» **Work request**: Each line below containing the word "dotted" needs to be shown.

» **Source material**:
++++
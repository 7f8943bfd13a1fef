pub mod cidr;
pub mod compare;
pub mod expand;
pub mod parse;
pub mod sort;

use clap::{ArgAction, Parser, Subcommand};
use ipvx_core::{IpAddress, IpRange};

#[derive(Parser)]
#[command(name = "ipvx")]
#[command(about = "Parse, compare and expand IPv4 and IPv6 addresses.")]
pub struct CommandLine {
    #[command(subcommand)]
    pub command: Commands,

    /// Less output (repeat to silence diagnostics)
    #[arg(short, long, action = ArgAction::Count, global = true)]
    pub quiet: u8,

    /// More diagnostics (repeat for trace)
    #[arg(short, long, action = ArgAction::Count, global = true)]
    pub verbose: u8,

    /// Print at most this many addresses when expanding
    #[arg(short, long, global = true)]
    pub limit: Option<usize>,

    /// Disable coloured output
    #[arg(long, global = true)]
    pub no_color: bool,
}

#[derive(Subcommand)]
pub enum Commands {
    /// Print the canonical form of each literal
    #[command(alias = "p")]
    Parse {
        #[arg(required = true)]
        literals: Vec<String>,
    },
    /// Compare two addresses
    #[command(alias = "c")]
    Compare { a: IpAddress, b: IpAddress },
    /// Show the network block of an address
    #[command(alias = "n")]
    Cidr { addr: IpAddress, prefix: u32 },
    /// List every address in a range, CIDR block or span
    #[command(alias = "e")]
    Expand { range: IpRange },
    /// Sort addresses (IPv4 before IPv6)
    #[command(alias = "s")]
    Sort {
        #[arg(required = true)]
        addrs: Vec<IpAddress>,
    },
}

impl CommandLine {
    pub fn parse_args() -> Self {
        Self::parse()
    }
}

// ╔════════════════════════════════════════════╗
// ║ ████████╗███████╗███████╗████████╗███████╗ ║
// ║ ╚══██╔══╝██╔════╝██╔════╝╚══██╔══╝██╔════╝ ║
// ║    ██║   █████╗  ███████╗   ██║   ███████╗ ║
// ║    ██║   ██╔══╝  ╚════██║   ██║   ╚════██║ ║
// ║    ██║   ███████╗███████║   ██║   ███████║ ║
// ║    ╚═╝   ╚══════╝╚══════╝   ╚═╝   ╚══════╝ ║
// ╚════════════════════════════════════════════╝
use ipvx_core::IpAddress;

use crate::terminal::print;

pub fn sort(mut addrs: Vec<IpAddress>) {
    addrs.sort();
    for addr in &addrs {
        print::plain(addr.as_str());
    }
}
++++
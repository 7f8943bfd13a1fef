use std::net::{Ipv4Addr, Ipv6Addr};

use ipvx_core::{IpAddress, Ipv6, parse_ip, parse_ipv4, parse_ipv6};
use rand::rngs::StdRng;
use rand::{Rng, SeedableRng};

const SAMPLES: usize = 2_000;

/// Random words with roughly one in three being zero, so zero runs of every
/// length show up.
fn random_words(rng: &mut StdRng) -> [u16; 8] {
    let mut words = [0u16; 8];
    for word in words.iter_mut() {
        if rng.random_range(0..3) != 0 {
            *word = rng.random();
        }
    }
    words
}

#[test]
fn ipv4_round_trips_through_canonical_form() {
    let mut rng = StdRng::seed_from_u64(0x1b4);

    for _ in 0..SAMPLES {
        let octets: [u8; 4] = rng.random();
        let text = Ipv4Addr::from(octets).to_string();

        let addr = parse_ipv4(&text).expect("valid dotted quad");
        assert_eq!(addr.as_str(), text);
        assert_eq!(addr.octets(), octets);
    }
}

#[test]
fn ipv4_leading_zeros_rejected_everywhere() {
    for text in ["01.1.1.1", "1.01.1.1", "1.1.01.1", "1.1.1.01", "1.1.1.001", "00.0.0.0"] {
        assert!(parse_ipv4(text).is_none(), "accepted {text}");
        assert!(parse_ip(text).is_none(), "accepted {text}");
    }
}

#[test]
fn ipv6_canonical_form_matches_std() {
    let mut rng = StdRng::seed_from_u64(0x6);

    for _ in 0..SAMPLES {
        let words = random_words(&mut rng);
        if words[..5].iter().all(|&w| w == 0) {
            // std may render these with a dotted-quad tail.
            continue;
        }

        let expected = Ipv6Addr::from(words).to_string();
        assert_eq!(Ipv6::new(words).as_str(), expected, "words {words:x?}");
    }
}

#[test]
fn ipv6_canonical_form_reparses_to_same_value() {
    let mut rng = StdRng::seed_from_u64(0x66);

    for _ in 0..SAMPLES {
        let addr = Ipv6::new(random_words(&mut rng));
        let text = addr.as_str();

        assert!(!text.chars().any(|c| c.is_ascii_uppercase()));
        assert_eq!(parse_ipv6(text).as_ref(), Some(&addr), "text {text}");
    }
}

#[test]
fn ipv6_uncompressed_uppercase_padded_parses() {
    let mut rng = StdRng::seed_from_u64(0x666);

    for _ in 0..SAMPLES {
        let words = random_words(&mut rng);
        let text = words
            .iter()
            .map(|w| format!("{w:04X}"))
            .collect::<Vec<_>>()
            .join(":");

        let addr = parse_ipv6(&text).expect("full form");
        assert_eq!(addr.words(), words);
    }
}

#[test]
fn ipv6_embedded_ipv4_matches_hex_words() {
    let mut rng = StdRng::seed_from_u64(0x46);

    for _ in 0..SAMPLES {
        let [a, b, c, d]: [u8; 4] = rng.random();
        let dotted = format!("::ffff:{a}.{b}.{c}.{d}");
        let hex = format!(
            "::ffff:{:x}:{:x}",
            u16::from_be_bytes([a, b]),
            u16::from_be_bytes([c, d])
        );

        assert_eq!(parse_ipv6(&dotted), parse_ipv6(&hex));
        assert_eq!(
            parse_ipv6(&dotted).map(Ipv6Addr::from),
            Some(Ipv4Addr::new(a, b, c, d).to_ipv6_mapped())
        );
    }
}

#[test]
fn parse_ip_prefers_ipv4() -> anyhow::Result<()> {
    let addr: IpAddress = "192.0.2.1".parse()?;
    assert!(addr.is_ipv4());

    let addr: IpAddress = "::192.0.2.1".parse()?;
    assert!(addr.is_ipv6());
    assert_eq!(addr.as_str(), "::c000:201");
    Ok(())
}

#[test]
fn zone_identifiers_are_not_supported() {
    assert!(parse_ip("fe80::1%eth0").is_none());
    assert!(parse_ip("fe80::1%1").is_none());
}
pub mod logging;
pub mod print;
++++
» **Written solution**:
        let addr = parse_ipv4(&text).expect("valid dotted quad");
            // std may render these with a dotted-quad tail.
        let dotted = format!("::ffff:{a}.{b}.{c}.{d}");
        assert_eq!(parse_ipv6(&dotted), parse_ipv6(&hex));
            parse_ipv6(&dotted).map(Ipv6Addr::from),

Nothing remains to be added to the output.